Algumas coisas são muito importantes como:
1. Ter várias idéias sobre a mesma coisa é bom! Dá possibilidades de escolha. Não tenha medo de descartar uma idéia antiga. Se sua história está travada é porque algo não está funcionando bem. Identifique o ponto fraco e altere sem dó;
2. Se você não tem nenhuma idéia naquele momento, não se estresse. Relaxe e vá fazer outra coisa. Muitas vezes o distanciamento ajuda a ver melhor seu problema depois que você retomar a questão. Acontece o mesmo quando fazemos um desenho e não vemos o defeito na hora; se você guardá-lo e, depois de algumas horas, observá-lo, verá onde está o erro;
3. Procure pessoas para discutir suas idéias.
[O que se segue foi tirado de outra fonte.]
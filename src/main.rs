use std::process::ExitCode;
use std::sync::Arc;

use clap::Parser;
use tracing::{error, info};

use vps_explorer::config::Cli;
use vps_explorer::gateway::{self, AppState};
use vps_explorer::init_logging;
use vps_explorer::ssh::Session;

#[tokio::main]
async fn main() -> ExitCode {
    let cli = Cli::parse();
    init_logging(&cli.log_level);

    let config = match cli.into_config() {
        Ok(config) => config,
        Err(e) => {
            error!("{}", e);
            return ExitCode::FAILURE;
        }
    };

    info!("Starting VPS Explorer...");
    let session = Arc::new(Session::new());
    if let Err(e) = session.connect(&config.ssh).await {
        error!("Could not connect to {}: {}", config.ssh.host_port(), e);
        return ExitCode::FAILURE;
    }

    // Closing the session first ends any live output streams, which lets
    // graceful shutdown finish
    let shutdown = {
        let session = session.clone();
        async move {
            if let Err(e) = tokio::signal::ctrl_c().await {
                error!("Failed to listen for Ctrl-C: {}", e);
                std::future::pending::<()>().await;
            }
            info!("Shutting down...");
            session.close().await;
        }
    };

    let result = gateway::serve(&config.server, AppState::new(session.clone()), shutdown).await;
    session.close().await;

    match result {
        Ok(()) => ExitCode::SUCCESS,
        Err(e) => {
            error!("Server error: {}", e);
            ExitCode::FAILURE
        }
    }
}
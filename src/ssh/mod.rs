//! SSH module - owns the connection to the remote host
//!
//! This module provides the core SSH functionality using russh library.
//!
//! # Features
//! - Password and private key authentication
//! - Single-owner handle task serializing channel opens
//! - `Session` lifecycle with per-operation file leases
//! - Exec channels for bounded and streamed commands

mod client;
mod config;
mod error;
mod handle_owner;
mod session;
mod transport;

pub use client::{expand_tilde, ClientHandler, SshClient};
pub use config::{AuthMethod, SshConfig};
pub use error::SshError;
pub use handle_owner::{spawn_handle_owner_task, HandleCommand, HandleController};
pub use session::{FileLease, Session, SessionState};
pub use transport::SshTransport;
Muitas vezes ajuda bastante buscar soluções através de diálogos com terceiros. Mas cuidado, não confunda isso com expor seu trabalho para ver o que acham. Esse processo não tem nada a ver com avaliação;
4. Procure sempre ler assuntos variados em livros, revistas ou jornais, ouvir músicas de diversos estilos, ver filmes, visitar exposições, assistir reportagens especiais, documentários, enfim, coisas que exponham seus sentidos a experiências variadas. Tudo isso estimula a mente e o surgimento de boas idéias;
5. Confie em seu instinto. Não deixe uma idéia fugir por medo dela não ser muito original ou simples. Anote-a e, quem sabe, ela não pode ser alterada ou se tornar a base de uma idéia mais complexa.

O autor deve compreender, no fim das contas, que escrever histórias é um processo criativo e as idéias não podem ficar presas a horários fixos. Sim, a organização é importante e faz diferença você ter horários para se dedicar à escrita, mas nem sempre as idéias boas virão naquele exato momento, por isso paciência é um fator importante. Idéias boas podem surgir a qualquer hora e em qualquer lugar! Seja na cozinha ou debaixo do chuveiro! Tenha sempre um bloquinho de papel e uma caneta para anotar coisas interessantes.
Lembrem-se dessas informações ao escrever uma história e, principalmente, quando o branco vier: não é o fim do mundo; só é um aviso de que uma idéia deve ser mais amadurecida.